The Tass release fails to make plain that this vote was not a clear denunciation of U.S.-Israeli aggression. It merely called on Israel to pull back to the pre-war borders. The amendments to indict the U.S.-Israeli aggression submitted by Albania and also Cuba were defeated by a much larger margin. One merely has to look at some of the votes for the Yugoslav resolution to gauge its significance. Thus we find imperialist France and Japan as well as the fascist dictatorships of Indonesia, Spain and Greece and other dubious allies as supporters of the resolution. The deeper significance of having these allies in this covering resolution can scarcely be underestimated.

The fact of the matter is that in a showdown which would require positive action they would be on the other side of the fence.

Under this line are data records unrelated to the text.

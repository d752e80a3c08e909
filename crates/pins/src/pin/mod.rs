//! Pin bookkeeping for content-addressed blocks.
//!
//! This module is the engine that records which blocks must survive
//! garbage collection:
//!
//! - **codec**: the canonical sharded trie encoding ([`SetHeader`],
//!   [`BucketCache`], [`SetConfig`])
//! - **[`PinSet`]**: one named collection ("direct" or "recursive") with
//!   an in-memory membership mirror
//! - **[`Pinner`]**: the public query/mutation API over both sets, the
//!   durable root record, and derived indirect classification
//!
//! # Layout
//!
//! ```text
//! datastore["/local/pins"] --> root record (2-link node)
//!                                 |-- "direct"    --> set node
//!                                 |-- "recursive" --> set node
//!                                                       |
//!                                      fanout bucket slots ... members
//!                                          |
//!                                     child set nodes (depth + 1)
//! ```
//!
//! A set node's first `fanout` links are reserved bucket slots; unused
//! slots point at the well-known empty node. Member links follow, sorted
//! by raw target bytes, so equal sets always serialize to equal bytes.

mod codec;
mod mode;
mod pinner;
mod set;

pub use codec::{
    BucketCache, PinSetError, SetConfig, SetHeader, DEFAULT_FANOUT, DEFAULT_MAX_ITEMS, SET_VERSION,
};
pub use mode::{PinMode, PinReason, PinStatus};
pub use pinner::{PinError, Pinner, PINS_ROOT_KEY};
pub use set::PinSet;
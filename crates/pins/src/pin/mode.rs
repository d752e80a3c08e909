use std::fmt;
use std::str::FromStr;

use crate::linked_data::Cid;

use super::pinner::PinError;

/// Filter for pin-status queries.
#[derive(Debug, Clone, Copy, PartialEq, Eq)]
pub enum PinMode {
    Direct,
    Recursive,
    Indirect,
    All,
}

impl FromStr for PinMode {
    type Err = PinError;

    fn from_str(s: &str) -> Result<Self, Self::Err> {
        match s {
            "direct" => Ok(Self::Direct),
            "recursive" => Ok(Self::Recursive),
            "indirect" => Ok(Self::Indirect),
            "all" => Ok(Self::All),
            other => Err(PinError::InvalidPinType(other.to_string())),
        }
    }
}

impl fmt::Display for PinMode {
    fn fmt(&self, f: &mut fmt::Formatter<'_>) -> fmt::Result {
        let s = match self {
            Self::Direct => "direct",
            Self::Recursive => "recursive",
            Self::Indirect => "indirect",
            Self::All => "all",
        };
        f.write_str(s)
    }
}

/// Why a key counts as pinned, or that it does not.
#[derive(Debug, Clone, PartialEq, Eq)]
pub enum PinReason {
    Direct,
    Recursive,
    /// Reachable from the given recursively pinned root.
    Indirect { via: Cid },
    NotPinned,
}

impl fmt::Display for PinReason {
    fn fmt(&self, f: &mut fmt::Formatter<'_>) -> fmt::Result {
        match self {
            Self::Direct => f.write_str("pinned directly"),
            Self::Recursive => f.write_str("pinned recursively"),
            Self::Indirect { via } => write!(f, "pinned indirectly through {via}"),
            Self::NotPinned => f.write_str("not pinned"),
        }
    }
}

/// Answer to a pin-status query.
#[derive(Debug, Clone, PartialEq, Eq)]
pub struct PinStatus {
    pub pinned: bool,
    pub reason: PinReason,
}

impl PinStatus {
    pub(crate) fn pinned(reason: PinReason) -> Self {
        Self {
            pinned: true,
            reason,
        }
    }

    pub(crate) fn not_pinned() -> Self {
        Self {
            pinned: false,
            reason: PinReason::NotPinned,
        }
    }
}
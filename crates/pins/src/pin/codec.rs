//! Canonical encoding of a pin set as a sharded, content-addressed trie.
//!
//! A set small enough to fit in one node is written as a leaf: `fanout`
//! reserved bucket links (all pointing at the well-known empty node)
//! followed by one link per member, sorted by the raw bytes of the target
//! Cid. Larger sets are partitioned into up to `fanout` buckets by an
//! FNV-1a hash of the member keys and each non-empty bucket is encoded
//! recursively one level deeper. The reserved prefix gives leaves and
//! branches a structurally uniform shape, so the decoder can tell bucket
//! slots (indices below the declared fanout) from member links (indices at
//! or above it) with no other signal.
//!
//! The layout must be byte-for-byte what other implementations of the
//! protocol produce for the same member set: equal sets compare equal by
//! Cid across processes and languages.

use std::collections::{HashMap, HashSet};
use std::hash::Hasher;

use fnv::FnvHasher;
use futures::future::{BoxFuture, FutureExt};

use crate::linked_data::{BlockEncoded, Cid, CodecError, Link, Node};
use crate::store::{DagStore, DagStoreError};

/// Only header version we read or write.
pub const SET_VERSION: u32 = 1;

/// Default number of bucket slots reserved in every set node.
pub const DEFAULT_FANOUT: u32 = 256;

/// Default member count above which a set shards into buckets.
pub const DEFAULT_MAX_ITEMS: u32 = 8192;

/// Wire size of the fixed header fields (three u32s).
const HEADER_FIELDS_LEN: usize = 12;

#[derive(Debug, thiserror::Error)]
pub enum PinSetError {
    #[error("invalid pin set header")]
    InvalidHeader,
    #[error("unsupported pin set version: {0}")]
    UnsupportedVersion(u32),
    #[error("invalid pin set fanout: header declares {fanout} bucket slots but node carries {links} links")]
    InvalidFanout { fanout: u32, links: usize },
    #[error("corrupt pin set: bucket node {0} is missing")]
    Corrupt(Cid),
    #[error("pin set link not found: {0}")]
    SetLinkNotFound(String),
    #[error("dag store error: {0}")]
    Dag(#[from] DagStoreError),
    #[error("codec error: {0}")]
    Codec(#[from] CodecError),
}

/// Sharding parameters, injectable at set construction.
#[derive(Debug, Clone, Copy, PartialEq, Eq)]
pub struct SetConfig {
    pub fanout: u32,
    pub max_items: u32,
}

impl Default for SetConfig {
    fn default() -> Self {
        Self {
            fanout: DEFAULT_FANOUT,
            max_items: DEFAULT_MAX_ITEMS,
        }
    }
}

/// The self-describing header stored as the first bytes of every set
///  node's data: a varint length prefix followed by version, fanout and
///  seed as little-endian u32s. The seed is the node's depth in the trie.
#[derive(Debug, Clone, Copy, PartialEq, Eq)]
pub struct SetHeader {
    pub version: u32,
    pub fanout: u32,
    pub seed: u32,
}

impl SetHeader {
    pub fn to_bytes(&self) -> Vec<u8> {
        let mut out = Vec::with_capacity(HEADER_FIELDS_LEN + 2);
        let mut buf = unsigned_varint::encode::u64_buffer();
        out.extend_from_slice(unsigned_varint::encode::u64(
            HEADER_FIELDS_LEN as u64,
            &mut buf,
        ));
        out.extend_from_slice(&self.version.to_le_bytes());
        out.extend_from_slice(&self.fanout.to_le_bytes());
        out.extend_from_slice(&self.seed.to_le_bytes());
        out
    }

    pub fn parse(data: &[u8]) -> Result<Self, PinSetError> {
        let (len, rest) =
            unsigned_varint::decode::u64(data).map_err(|_| PinSetError::InvalidHeader)?;
        if len as usize != HEADER_FIELDS_LEN || rest.len() < HEADER_FIELDS_LEN {
            return Err(PinSetError::InvalidHeader);
        }
        let version = read_u32(rest, 0);
        if version != SET_VERSION {
            return Err(PinSetError::UnsupportedVersion(version));
        }
        Ok(Self {
            version,
            fanout: read_u32(rest, 4),
            seed: read_u32(rest, 8),
        })
    }
}

fn read_u32(bytes: &[u8], at: usize) -> u32 {
    let mut buf = [0u8; 4];
    buf.copy_from_slice(&bytes[at..at + 4]);
    u32::from_le_bytes(buf)
}

/// The well-known zero-length node whose Cid marks an unused bucket slot.
pub fn empty_node() -> Node {
    Node::default()
}

/// FNV-1a (32-bit) with the standard offset basis and prime. Fixed here
///  because the bucket partition must agree across implementations.
fn fnv1a_32(data: &[u8]) -> u32 {
    let mut hash: u32 = 0x811c_9dc5;
    for byte in data {
        hash ^= u32::from(*byte);
        hash = hash.wrapping_mul(0x0100_0193);
    }
    hash
}

fn bucket_index(depth: u32, key: &Cid, fanout: u32) -> usize {
    let mut buf = Vec::with_capacity(4 + 64);
    buf.extend_from_slice(&depth.to_le_bytes());
    buf.extend_from_slice(&key.to_bytes());
    (fnv1a_32(&buf) % fanout) as usize
}

/// Change-detection fingerprint over a bucket's member keys. Collisions
///  only risk a skipped rewrite of an unchanged-looking bucket, never a
///  wrong decode, so a fast non-cryptographic hash is enough.
fn bucket_fingerprint(members: &[Cid]) -> u64 {
    let mut hasher = FnvHasher::default();
    for key in members {
        hasher.write(&key.to_bytes());
    }
    hasher.finish()
}

/// Per-set write-avoidance cache, one slot per bucket index. Holds no
///  authoritative state: losing it costs a re-encode, never correctness.
#[derive(Debug, Default)]
pub struct BucketCache {
    slots: HashMap<u32, CacheSlot>,
}

#[derive(Debug)]
struct CacheSlot {
    fingerprint: u64,
    link: Link,
    children: BucketCache,
}

/// Encode `members` as a set node rooted at `depth`, persisting interior
///  bucket nodes through `dag`. Buckets whose fingerprint matches the
///  cache are reused without touching the store.
pub(crate) fn store_set<'a>(
    dag: &'a dyn DagStore,
    config: &'a SetConfig,
    empty: &'a Cid,
    mut members: Vec<Cid>,
    depth: u32,
    cache: &'a mut BucketCache,
) -> BoxFuture<'a, Result<Node, PinSetError>> {
    async move {
        // the total order on raw target bytes is the only reason
        // set-equal inputs yield byte-identical output
        members.sort_by(|a, b| a.to_bytes().cmp(&b.to_bytes()));

        let header = SetHeader {
            version: SET_VERSION,
            fanout: config.fanout,
            seed: depth,
        };
        let data = header.to_bytes();
        let fanout = config.fanout as usize;

        // reserved bucket slots, allocated up front and filled by index
        let mut links = vec![Link::new("", 1, *empty); fanout];

        if members.len() <= config.max_items as usize {
            links.reserve(members.len());
            for key in &members {
                links.push(Link::new("", 1, *key));
            }
            return Ok(Node::new(data, links));
        }

        let mut buckets: Vec<Vec<Cid>> = vec![Vec::new(); fanout];
        for key in members {
            buckets[bucket_index(depth, &key, config.fanout)].push(key);
        }

        for (idx, bucket) in buckets.into_iter().enumerate() {
            if bucket.is_empty() {
                continue;
            }
            let fingerprint = bucket_fingerprint(&bucket);
            let mut children = match cache.slots.remove(&(idx as u32)) {
                Some(slot) if slot.fingerprint == fingerprint => {
                    links[idx] = slot.link.clone();
                    cache.slots.insert(idx as u32, slot);
                    continue;
                }
                Some(slot) => slot.children,
                None => BucketCache::default(),
            };
            let child = store_set(dag, config, empty, bucket, depth + 1, &mut children).await?;
            let size = child.encode()?.len() as u64;
            let target = dag.put(&child).await?;
            let link = Link::new("", size, target);
            links[idx] = link.clone();
            cache.slots.insert(
                idx as u32,
                CacheSlot {
                    fingerprint,
                    link,
                    children,
                },
            );
        }

        Ok(Node::new(data, links))
    }
    .boxed()
}

/// Walk a set node depth-first, reporting every interior bucket node and
///  every member key to the supplied callbacks.
pub(crate) fn walk_set<'a>(
    dag: &'a dyn DagStore,
    node: Node,
    empty: Cid,
    on_bucket: &'a mut (dyn FnMut(&Cid) + Send),
    on_member: &'a mut (dyn FnMut(&Cid) + Send),
) -> BoxFuture<'a, Result<(), PinSetError>> {
    async move {
        let header = SetHeader::parse(node.data())?;
        let fanout = header.fanout as usize;
        if fanout > node.links().len() {
            return Err(PinSetError::InvalidFanout {
                fanout: header.fanout,
                links: node.links().len(),
            });
        }

        for link in &node.links()[..fanout] {
            let target = link.target();
            if target == &empty {
                continue;
            }
            on_bucket(target);
            let child = match dag.get(target).await {
                Ok(child) => child,
                // the structure promised this link exists
                Err(DagStoreError::NotFound(cid)) => return Err(PinSetError::Corrupt(cid)),
                Err(err) => return Err(err.into()),
            };
            walk_set(dag, child, empty, &mut *on_bucket, &mut *on_member).await?;
        }

        for link in &node.links()[fanout..] {
            on_member(link.target());
        }

        Ok(())
    }
    .boxed()
}

/// Decode the full membership of a set node.
pub(crate) async fn load_set(
    dag: &dyn DagStore,
    node: Node,
    empty: Cid,
) -> Result<HashSet<Cid>, PinSetError> {
    let mut members = HashSet::new();
    let mut on_bucket = |_: &Cid| {};
    let mut on_member = |cid: &Cid| {
        members.insert(*cid);
    };
    walk_set(dag, node, empty, &mut on_bucket, &mut on_member).await?;
    Ok(members)
}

The votes of these dubious allies are dictated by interests and motivations which have little to do with the anti-imperialist struggle of the Arab and other peoples who are fighting for liberation. True friends, like the People’s Republic of China, are not listed in the UN vote tabulation as though this tremendous revolutionary ally of the liberation struggle did not exist.

Of course, the initiators of the Yugoslav resolution couldn’t stop anybody from voting for it, but if the resolution had any real anti-imperialist substance or teeth to it one can scarcely imagine Franco, DeGaulle, Suharto, the new fascist clique in Greece, the reactionary police dictatorship in Turkey and others of their ilk siding with the anti-imperialist cause. The character of a struggle that one initiates is often determined not only by the nature of the adversary but also by the character of the allies.

It is a gauge of the seriousness of the struggle put up by the Brezhnev-Kosygin-Tito leadership that they could gather this motley crew of reactionaries on the side of their resolution. It is proof of its innocuousness, rather than its effectiveness.

There are those who say that the Soviet leadership rendered a service to the anti-imperialist struggle by bringing the Mideast question to the UN because it helped expose the hand of U.S. imperialism in the Israeli aggression.

It is one thing to try to utilize any bourgeois parliamentary forum to expound a revolutionary position and to expose imperialism. (Certainly the Albanian and Cuban representatives did.) It is something else, however, to deliberately sow illusions, to practice deceit upon the masses and in the course of it all to embellish the UN as an instrument of peace instead of exposing it as a tool of imperialism.